- **PROBLEM STATEMENT**:
Every line that contains the word "format" is to be copied from the listing.

+++ SUPPLIED DATA

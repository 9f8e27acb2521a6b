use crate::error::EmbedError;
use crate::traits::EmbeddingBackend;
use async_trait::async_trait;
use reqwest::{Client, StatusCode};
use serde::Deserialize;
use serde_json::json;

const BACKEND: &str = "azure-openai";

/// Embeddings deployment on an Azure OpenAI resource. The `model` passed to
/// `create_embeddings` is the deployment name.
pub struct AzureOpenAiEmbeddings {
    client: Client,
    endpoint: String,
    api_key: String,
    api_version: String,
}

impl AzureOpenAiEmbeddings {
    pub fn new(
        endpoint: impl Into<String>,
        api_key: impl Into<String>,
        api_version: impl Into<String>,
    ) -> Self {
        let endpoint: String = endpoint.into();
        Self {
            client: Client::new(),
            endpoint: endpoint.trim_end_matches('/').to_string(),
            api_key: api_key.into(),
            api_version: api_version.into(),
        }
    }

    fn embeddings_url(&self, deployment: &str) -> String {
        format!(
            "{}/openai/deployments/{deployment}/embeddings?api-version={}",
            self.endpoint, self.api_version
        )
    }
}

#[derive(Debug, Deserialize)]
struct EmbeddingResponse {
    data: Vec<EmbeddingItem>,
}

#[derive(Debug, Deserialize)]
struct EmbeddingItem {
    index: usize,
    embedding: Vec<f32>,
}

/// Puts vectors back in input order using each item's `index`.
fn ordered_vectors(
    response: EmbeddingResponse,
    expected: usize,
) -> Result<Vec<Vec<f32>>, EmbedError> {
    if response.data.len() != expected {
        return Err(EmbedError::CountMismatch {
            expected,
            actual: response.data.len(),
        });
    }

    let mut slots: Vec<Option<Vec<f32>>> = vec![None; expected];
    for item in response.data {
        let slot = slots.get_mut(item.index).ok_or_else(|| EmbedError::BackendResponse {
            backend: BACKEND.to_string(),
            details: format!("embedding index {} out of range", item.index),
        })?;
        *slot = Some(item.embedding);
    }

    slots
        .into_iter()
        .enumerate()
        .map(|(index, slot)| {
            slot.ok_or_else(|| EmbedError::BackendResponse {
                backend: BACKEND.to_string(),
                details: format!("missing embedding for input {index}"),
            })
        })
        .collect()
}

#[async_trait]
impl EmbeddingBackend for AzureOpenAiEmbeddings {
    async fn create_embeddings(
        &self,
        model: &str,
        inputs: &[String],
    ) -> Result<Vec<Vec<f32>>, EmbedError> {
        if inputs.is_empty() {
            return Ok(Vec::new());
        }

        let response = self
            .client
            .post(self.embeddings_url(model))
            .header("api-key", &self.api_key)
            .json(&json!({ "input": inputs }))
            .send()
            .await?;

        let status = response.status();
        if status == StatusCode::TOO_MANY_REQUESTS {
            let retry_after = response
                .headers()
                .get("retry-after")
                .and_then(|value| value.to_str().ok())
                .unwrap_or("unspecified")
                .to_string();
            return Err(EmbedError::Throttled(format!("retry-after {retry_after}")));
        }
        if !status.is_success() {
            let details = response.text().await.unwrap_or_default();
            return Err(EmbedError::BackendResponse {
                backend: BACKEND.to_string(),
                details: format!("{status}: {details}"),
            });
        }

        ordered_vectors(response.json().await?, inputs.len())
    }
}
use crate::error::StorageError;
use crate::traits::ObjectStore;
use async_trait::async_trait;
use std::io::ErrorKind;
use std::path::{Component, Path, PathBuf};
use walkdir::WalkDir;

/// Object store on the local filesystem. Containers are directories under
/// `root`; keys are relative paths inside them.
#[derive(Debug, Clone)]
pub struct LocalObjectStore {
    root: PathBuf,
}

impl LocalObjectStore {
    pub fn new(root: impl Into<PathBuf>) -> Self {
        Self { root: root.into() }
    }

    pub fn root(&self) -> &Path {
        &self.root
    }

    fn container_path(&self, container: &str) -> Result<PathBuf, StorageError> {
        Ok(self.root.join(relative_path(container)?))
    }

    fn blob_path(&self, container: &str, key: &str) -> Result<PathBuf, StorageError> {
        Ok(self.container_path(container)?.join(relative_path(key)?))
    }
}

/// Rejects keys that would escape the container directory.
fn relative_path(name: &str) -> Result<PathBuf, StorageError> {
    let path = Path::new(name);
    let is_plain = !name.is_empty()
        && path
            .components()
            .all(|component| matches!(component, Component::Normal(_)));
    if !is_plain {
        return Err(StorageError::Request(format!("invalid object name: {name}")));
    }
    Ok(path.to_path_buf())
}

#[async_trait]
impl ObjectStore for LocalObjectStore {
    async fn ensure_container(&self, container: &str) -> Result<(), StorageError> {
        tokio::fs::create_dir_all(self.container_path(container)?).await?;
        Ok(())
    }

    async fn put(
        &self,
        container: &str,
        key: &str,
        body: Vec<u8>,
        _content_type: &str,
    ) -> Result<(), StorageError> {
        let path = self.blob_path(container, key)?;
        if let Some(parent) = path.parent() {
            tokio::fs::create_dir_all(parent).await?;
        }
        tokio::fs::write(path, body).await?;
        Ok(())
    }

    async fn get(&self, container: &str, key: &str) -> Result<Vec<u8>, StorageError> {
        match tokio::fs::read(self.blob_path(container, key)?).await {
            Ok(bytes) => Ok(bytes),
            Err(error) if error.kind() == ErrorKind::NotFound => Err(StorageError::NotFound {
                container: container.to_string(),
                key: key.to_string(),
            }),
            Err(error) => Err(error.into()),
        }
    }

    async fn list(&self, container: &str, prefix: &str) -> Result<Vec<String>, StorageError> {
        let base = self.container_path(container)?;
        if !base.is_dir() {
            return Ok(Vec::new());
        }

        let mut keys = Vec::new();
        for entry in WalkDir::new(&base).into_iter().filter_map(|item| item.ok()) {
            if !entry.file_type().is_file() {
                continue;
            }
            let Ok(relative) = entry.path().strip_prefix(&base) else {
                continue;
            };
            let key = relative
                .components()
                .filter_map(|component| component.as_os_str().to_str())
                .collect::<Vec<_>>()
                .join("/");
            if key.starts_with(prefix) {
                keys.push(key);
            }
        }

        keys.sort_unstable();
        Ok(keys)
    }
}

++++++

- **OUTPUT**:
        format!(
            details: format!("embedding index {} out of range", item.index),
                details: format!("missing embedding for input {index}"),
            return Err(EmbedError::Throttled(format!("retry-after {retry_after}")));
                details: format!("{status}: {details}"),
        return Err(StorageError::Request(format!("invalid object name: {name}")));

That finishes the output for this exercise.